Nafisah yang biasanya tak pernah mau menuruti perkataan sang Papah, kini ia menuruti perkataan Zoya. Tentu saja hal itu membuat Zafran sangat bahagia sebagai Papahnya, ia tersenyum melihat putri semata wayangnya itu menuruti Zoya untuk belajar mengaji.
“Dia putri yang cantik dan penurut, semoga bisa cepat beradaptasi dengan yang lainnya yah, Nak Zafran,” puji Ayah yang juga sedang melihat Zoya mengajar Nafisah.
“Alhamadulillah, putri Anda dapat meluluhkan hatinya yang keras, padahal saat berangkat tadi dia terus saja mengoceh karena ponselnya saya sita dan memaksanya untuk ikut ke mushola, tapi nyatanya saat sampai di sini dia malah menuruti putri Anda. Semoga saja Nafisah bisa berubah dan lebih rajin lagi mengaji juga terlepas dari ponselnya,” harapan Zafran.

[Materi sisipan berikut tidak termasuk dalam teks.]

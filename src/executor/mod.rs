//! Scenario execution engine
//!
//! Dependency ordering, run state and the sequential suite runner.

mod graph;
mod runner;
mod state;

pub use graph::DependencyGraph;
pub use runner::{Selection, SuiteRunner};
pub use state::RunState;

“Semoga saja, terus doakan agar hatinya melunak dan mendengarkan apa yang Nak Zafran katakan.”
Setelah semua anak-anak selesai mengaji. Ujang, pria yang biasa menjadi mu’azzin kini mengumandangkan azan isa, setelah selesai mengumandangkan azan Zoya melantunkan solawat sambil menunggu makmum lainnya berkumpul untuk salat isa. Iqamah dikumandangkan dan Ayah sudah siap diposisinya untuk memimpin sebagai imam salat isa.

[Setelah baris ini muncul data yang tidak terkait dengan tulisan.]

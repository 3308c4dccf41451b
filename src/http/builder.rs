//! Request construction
//!
//! Turns an endpoint of the configured service plus an optional payload into
//! an [`HttpRequest`] descriptor.

use reqwest::{
    header::{HeaderMap, HeaderName, HeaderValue, CONTENT_TYPE},
    Method, Url,
};
use serde::Serialize;

use super::client::HttpRequest;
use crate::config::{Endpoint, ServiceConfig};
use crate::error::{SuiteError, SuiteResult};

/// Character encoding of a JSON body
#[derive(Clone, Copy, Debug, Default, PartialEq, Eq)]
pub enum BodyEncoding {
    #[default]
    Utf8,
    /// Big-endian with a byte-order mark; produces a malformed request on purpose
    Utf16,
}

impl BodyEncoding {
    pub fn encode(&self, text: &str) -> Vec<u8> {
        match self {
            BodyEncoding::Utf8 => text.as_bytes().to_vec(),
            BodyEncoding::Utf16 => {
                let mut bytes = Vec::with_capacity(2 + text.len() * 2);
                bytes.extend_from_slice(&[0xFE, 0xFF]);
                for unit in text.encode_utf16() {
                    bytes.extend_from_slice(&unit.to_be_bytes());
                }
                bytes
            }
        }
    }
}

/// Builder for requests against one configured service
#[derive(Clone, Debug)]
pub struct RequestBuilder<'a> {
    config: &'a ServiceConfig,
    method: Method,
    endpoint: Endpoint,
    segment: Option<String>,
    body: Option<String>,
    encoding: BodyEncoding,
    headers: Vec<(String, String)>,
}

impl<'a> RequestBuilder<'a> {
    pub fn new(config: &'a ServiceConfig, method: Method, endpoint: Endpoint) -> Self {
        Self {
            config,
            method,
            endpoint,
            segment: None,
            body: None,
            encoding: BodyEncoding::Utf8,
            headers: Vec::new(),
        }
    }

    /// Append a path segment after the endpoint path, e.g. a user id
    pub fn segment(mut self, segment: impl ToString) -> Self {
        self.segment = Some(segment.to_string());
        self
    }

    /// Serialize a payload as the JSON body
    pub fn json<T: Serialize + ?Sized>(mut self, payload: &T) -> SuiteResult<Self> {
        let body =
            serde_json::to_string(payload).map_err(|e| SuiteError::Encoding(e.to_string()))?;
        self.body = Some(body);
        Ok(self)
    }

    /// Use pre-serialized JSON text as the body
    pub fn raw_json(mut self, body: impl Into<String>) -> Self {
        self.body = Some(body.into());
        self
    }

    pub fn encoding(mut self, encoding: BodyEncoding) -> Self {
        self.encoding = encoding;
        self
    }

    pub fn header(mut self, key: impl Into<String>, value: impl Into<String>) -> Self {
        self.headers.push((key.into(), value.into()));
        self
    }

    /// Compose `http://host:port/<path>[/<segment>]`
    pub fn url(&self) -> SuiteResult<Url> {
        let base = format!("{}/", self.config.base_url());
        let mut url = Url::parse(&base).map_err(|e| {
            SuiteError::Configuration(format!("invalid service address {base}: {e}"))
        })?;

        let path = self.config.path(self.endpoint).trim_matches('/');
        let full_path = match &self.segment {
            Some(segment) => format!("/{path}/{segment}"),
            None => format!("/{path}"),
        };
        url.set_path(&full_path);

        Ok(url)
    }

    pub fn build(self) -> SuiteResult<HttpRequest> {
        let url = self.url()?;

        let mut headers = HeaderMap::new();
        if self.body.is_some() {
            headers.insert(CONTENT_TYPE, HeaderValue::from_static("application/json"));
        }

        for (key, value) in &self.headers {
            let name = HeaderName::from_bytes(key.as_bytes())
                .map_err(|e| SuiteError::Encoding(format!("invalid header name {key:?}: {e}")))?;
            let value = HeaderValue::from_str(value)
                .map_err(|e| SuiteError::Encoding(format!("invalid value for header {key}: {e}")))?;
            headers.insert(name, value);
        }

        let body = self.body.as_deref().map(|text| self.encoding.encode(text));

        Ok(HttpRequest {
            method: self.method,
            url,
            headers,
            body,
        })
    }
}

#[cfg(test)]
mod tests {
    use super::*;
    use crate::models::{LoginRequest, RegistrationRequest};
    use reqwest::header::AUTHORIZATION;
    use serde::ser::Error as _;

    #[test]
    fn test_get_without_body() {
        let config = ServiceConfig::example();
        let request = RequestBuilder::new(&config, Method::GET, Endpoint::Health)
            .build()
            .unwrap();

        assert_eq!(request.method, Method::GET);
        assert_eq!(request.url.as_str(), "http://localhost:5000/health");
        assert!(request.body.is_none());
        assert!(request.headers.get(CONTENT_TYPE).is_none());
    }

    #[test]
    fn test_post_json_sets_content_type() {
        let config = ServiceConfig::example();
        let login = LoginRequest::new("test42", "Password1@");
        let request = RequestBuilder::new(&config, Method::POST, Endpoint::Login)
            .json(&login)
            .unwrap()
            .build()
            .unwrap();

        assert_eq!(request.url.as_str(), "http://localhost:5000/login");
        assert_eq!(
            request.headers.get(CONTENT_TYPE).unwrap(),
            "application/json"
        );
        let body: LoginRequest = serde_json::from_slice(request.body.as_ref().unwrap()).unwrap();
        assert_eq!(body, login);
    }

    #[test]
    fn test_user_segment_and_authorization() {
        let mut config = ServiceConfig::example();
        config.endpoints.user = "/user/".to_string();

        let request = RequestBuilder::new(&config, Method::GET, Endpoint::User)
            .segment(17)
            .header("Authorization", "abc")
            .build()
            .unwrap();

        assert_eq!(request.url.as_str(), "http://localhost:5000/user/17");
        assert_eq!(request.headers.get(AUTHORIZATION).unwrap(), "abc");
    }

    #[test]
    fn test_utf16_body_has_bom_and_two_bytes_per_unit() {
        let config = ServiceConfig::example();
        let registration = RegistrationRequest::new("你", "", "", "");
        let json = serde_json::to_string(&registration).unwrap();

        let request = RequestBuilder::new(&config, Method::POST, Endpoint::Register)
            .json(&registration)
            .unwrap()
            .encoding(BodyEncoding::Utf16)
            .build()
            .unwrap();

        let body = request.body.unwrap();
        assert_eq!(&body[..2], &[0xFE, 0xFF]);
        assert_eq!(body.len(), 2 + json.encode_utf16().count() * 2);
        assert_eq!(&body[2..4], &[0x00, b'{']);
    }

    #[test]
    fn test_invalid_header_is_encoding_error() {
        let config = ServiceConfig::example();
        let err = RequestBuilder::new(&config, Method::GET, Endpoint::User)
            .header("Authorization", "line\nbreak")
            .build()
            .unwrap_err();
        assert!(matches!(err, SuiteError::Encoding(_)));
    }

    #[test]
    fn test_unserializable_payload_is_encoding_error() {
        struct Broken;
        impl Serialize for Broken {
            fn serialize<S: serde::Serializer>(&self, _: S) -> Result<S::Ok, S::Error> {
                Err(S::Error::custom("refusing to serialize"))
            }
        }

        let config = ServiceConfig::example();
        let err = RequestBuilder::new(&config, Method::POST, Endpoint::Register)
            .json(&Broken)
            .unwrap_err();
        assert!(matches!(err, SuiteError::Encoding(ref m) if m.contains("refusing")));
    }
}
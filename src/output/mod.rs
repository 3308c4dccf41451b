//! Output formatting module
//!
//! Renders suite results for the terminal or as JSON.

mod formatter;

pub use formatter::{OutputFormat, ResultFormatter};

“Terima kasih untuk hari ini yah, Mbak Zoya, sudah bersedia mengajarkan Nafisah mengaji. Esok kami kembali lagi,” ucap Zafran.
“Sama-sama, setiap hari minggu datanglah ke gubuk sekitar jam sepuluh, kami biasanya akan berkumpul untuk membuat kerajinan tangan dengan cara merajut, kamu bisa belajar bersama dengan yang lainnya, dari pada bete di rumah tak ada kegiatan jadi apa salahnya ikut bergabung, iya kan?” ucap Zoya memberitahu kegiatan yang diadakannya setiap hari minggu.
“Wah bagus itu,” ucap Zafran antusias. “Bagaimana menurutmu, Sayang? Apakah kamu mau ikut bergabung?" sambungnya bertanya pada sang putri.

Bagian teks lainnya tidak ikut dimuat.